落ちた瞬間、靄が尾を引き、白い稲妻が尾を引くように残像を刻む。
二階手すりへ片手。反転。着地。
座席背を踏み台にして前転。鉄の肘掛けを掴み体を捻る。
──だが穴が追いつく。
視線の方が速い。
風吹の肩が抉れる。
血は出ない。音もない。
あるのは空気の抜ける冷たい感触だけ。
──途端、白い靄が即座に滲み出て、風吹の肩を綴じ合わせる。
次は腿。肉が半分えぐれ、骨が見えた──見えた瞬間には白靄が群がり、穴が塞がっていた。
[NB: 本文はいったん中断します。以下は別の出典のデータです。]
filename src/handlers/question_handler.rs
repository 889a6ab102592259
use actix_web::{delete, get, post, put, web, HttpResponse};

use crate::{
    app_state::AppState,
    errors::AppError,
    middleware::RequestId,
    models::dto::request::{CreateQuestionRequest, UpdateQuestionRequest},
};

#[post("/api/questions")]
async fn create_question(
    state: web::Data<AppState>,
    request: web::Json<CreateQuestionRequest>,
    request_id: RequestId,
) -> Result<HttpResponse, AppError> {
    let question = state
        .question_service
        .create_question(request.into_inner())
        .await?;
    log::debug!("[{}] question {} created", request_id, question.id);
    Ok(HttpResponse::Created().json(question))
}

#[get("/api/questions")]
async fn list_questions(state: web::Data<AppState>) -> Result<HttpResponse, AppError> {
    let questions = state.question_service.list_questions().await?;
    Ok(HttpResponse::Ok().json(questions))
}

#[get("/api/questions/{id}")]
async fn get_question(
    state: web::Data<AppState>,
    id: web::Path<String>,
) -> Result<HttpResponse, AppError> {
    let question = state.question_service.get_question(&id).await?;
    Ok(HttpResponse::Ok().json(question))
}

#[put("/api/questions/{id}")]
async fn update_question(
    state: web::Data<AppState>,
    id: web::Path<String>,
    request: web::Json<UpdateQuestionRequest>,
) -> Result<HttpResponse, AppError> {
    let question = state
        .question_service
        .update_question(&id, request.into_inner())
        .await?;
    Ok(HttpResponse::Ok().json(question))
}

#[delete("/api/questions/{id}")]
async fn delete_question(
    state: web::Data<AppState>,
    id: web::Path<String>,
    request_id: RequestId,
) -> Result<HttpResponse, AppError> {
    state.question_service.delete_question(&id).await?;
    log::debug!("[{}] question {} deleted", request_id, id);
    Ok(HttpResponse::NoContent().finish())
}
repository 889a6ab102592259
pub mod app_state;
pub mod auth;
pub mod config;
pub mod db;
pub mod errors;
pub mod handlers;
pub mod middleware;
pub mod models;
pub mod repositories;
pub mod services;

#[cfg(test)]
pub mod test_utils;
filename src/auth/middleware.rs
use std::{
    future::{ready, Ready},
    rc::Rc,
};

use actix_web::{
    body::EitherBody,
    dev::{forward_ready, Service, ServiceRequest, ServiceResponse, Transform},
    http::header::Header,
    web, Error, FromRequest, HttpMessage, HttpRequest, ResponseError,
};
use actix_web_httpauth::headers::authorization::{Authorization, Bearer};
use futures::future::LocalBoxFuture;

use crate::{app_state::AppState, auth::Identity, errors::AppError, models::domain::AdminUser};

/// Verifies the bearer token of every request it wraps and stores the
/// resulting [`Identity`] in the request extensions. Rejections are answered
/// here; the wrapped service never runs.
pub struct AuthMiddleware;

impl<S, B> Transform<S, ServiceRequest> for AuthMiddleware
where
    S: Service<ServiceRequest, Response = ServiceResponse<B>, Error = Error> + 'static,
    S::Future: 'static,
    B: 'static,
{
    type Response = ServiceResponse<EitherBody<B>>;
    type Error = Error;
    type InitError = ();
    type Transform = AuthMiddlewareService<S>;
    type Future = Ready<Result<Self::Transform, Self::InitError>>;

    fn new_transform(&self, service: S) -> Self::Future {
        ready(Ok(AuthMiddlewareService {
            service: Rc::new(service),
        }))
    }
}

pub struct AuthMiddlewareService<S> {
    service: Rc<S>,
}

impl<S, B> Service<ServiceRequest> for AuthMiddlewareService<S>
where
    S: Service<ServiceRequest, Response = ServiceResponse<B>, Error = Error> + 'static,
    S::Future: 'static,
    B: 'static,
{
    type Response = ServiceResponse<EitherBody<B>>;
    type Error = Error;
    type Future = LocalBoxFuture<'static, Result<Self::Response, Self::Error>>;

    forward_ready!(service);

    fn call(&self, req: ServiceRequest) -> Self::Future {
        let service = Rc::clone(&self.service);

        Box::pin(async move {
            let identity = match authenticate(&req).await {
                Ok(identity) => identity,
                Err(err) => {
                    let response = err.error_response();
                    return Ok(req.into_response(response).map_into_right_body());
                }
            };

            req.extensions_mut().insert(identity);

            let res = service.call(req).await?;
            Ok(res.map_into_left_body())
        })
    }
}

async fn authenticate(req: &ServiceRequest) -> Result<Identity, AppError> {
    let state = req
        .app_data::<web::Data<AppState>>()
        .ok_or_else(|| AppError::InternalError("Application state not configured".to_string()))?;

    // Also rejects schemes other than `Bearer` and empty credentials.
    let bearer = Authorization::<Bearer>::parse(req)
        .map_err(|_| AppError::Unauthorized("missing token".to_string()))?
        .into_scheme();

    state.token_verifier.verify(bearer.token()).await
}

// Extractor for the verified caller in handlers
pub struct AuthenticatedIdentity(pub Identity);

impl FromRequest for AuthenticatedIdentity {
    type Error = AppError;
    type Future = Ready<Result<Self, Self::Error>>;

    fn from_request(req: &HttpRequest, _payload: &mut actix_web::dev::Payload) -> Self::Future {
        let identity = req
            .extensions()
            .get::<Identity>()
            .cloned()
            .ok_or_else(|| AppError::Unauthorized("not authenticated".to_string()));

        ready(identity.map(AuthenticatedIdentity))
    }
}

/// Admin gate. Resolves the verified caller to an active admin record, which is
/// also left in the request extensions for anything running later.
pub struct AuthenticatedAdmin(pub AdminUser);

impl FromRequest for AuthenticatedAdmin {
    type Error = AppError;
    type Future = LocalBoxFuture<'static, Result<Self, Self::Error>>;

    fn from_request(req: &HttpRequest, _payload: &mut actix_web::dev::Payload) -> Self::Future {
        let req = req.clone();

        Box::pin(async move {
            if let Some(admin) = req.extensions().get::<AdminUser>().cloned() {
                return Ok(AuthenticatedAdmin(admin));
            }

            let identity = req
                .extensions()
                .get::<Identity>()
                .cloned()
                .ok_or_else(|| AppError::Unauthorized("not authenticated".to_string()))?;

            let state = req
                .app_data::<web::Data<AppState>>()
                .cloned()
                .ok_or_else(|| AppError::InternalError("Application state not configured".to_string()))?;

            let admin = state.admin_service.authorize(&identity).await?;
            req.extensions_mut().insert(admin.clone());

            Ok(AuthenticatedAdmin(admin))
        })
    }
}
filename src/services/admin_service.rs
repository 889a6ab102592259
use std::sync::Arc;

use crate::{
    auth::Identity,
    errors::{AppError, AppResult},
    models::domain::AdminUser,
    repositories::AdminUserRepository,
};

pub struct AdminService {
    repository: Arc<dyn AdminUserRepository>,
}

impl AdminService {
    pub fn new(repository: Arc<dyn AdminUserRepository>) -> Self {
        Self { repository }
    }

    /// Object id lookup first, email only as a fallback. A missing record and
    /// a non-admin or inactive one are indistinguishable to the caller (403).
    pub async fn authorize(&self, identity: &Identity) -> AppResult<AdminUser> {
        if identity.email.is_none() && identity.object_id.is_none() {
            return Err(AppError::Unauthorized("not authenticated".to_string()));
        }

        let mut user = None;
        if let Some(oid) = &identity.object_id {
            user = self.repository.find_by_azure_id(oid).await?;
        }
        if user.is_none() {
            if let Some(email) = &identity.email {
                user = self.repository.find_by_email(email).await?;
            }
        }

        match user {
            Some(user) if user.can_administer() => Ok(user),
            Some(user) => {
                log::warn!(
                    "Admin {} denied (is_admin={}, active={})",
                    user.id,
                    user.is_admin,
                    user.active
                );
                Err(AppError::Forbidden("forbidden".to_string()))
            }
            None => {
                log::warn!(
                    "No admin record for oid={:?} email={:?}",
                    identity.object_id,
                    identity.email
                );
                Err(AppError::Forbidden("forbidden".to_string()))
            }
        }
    }
}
皮膚は白布のように再編され、血の匂いではなく洗濯物の匂いを撒いた。
胸。心臓の鼓動が透け、その赤が光として明滅する。すぐ靄が覆い、拍動ごと白で塗りつぶす。
白石の唇が震える。
「再生……? 馬鹿みたい……! それなら死ぬまで殺せばいい……!」
声は低音。
だが桟敷席に反響して金切り声に変わる。
音は匂いになり、腐敗した果実の甘臭さが館内に充満する。
穴をあけた後、白石はいつも倦怠感を憶える。風吹の異能が再生、回復だとして、そこには限界があるはずだと考えた。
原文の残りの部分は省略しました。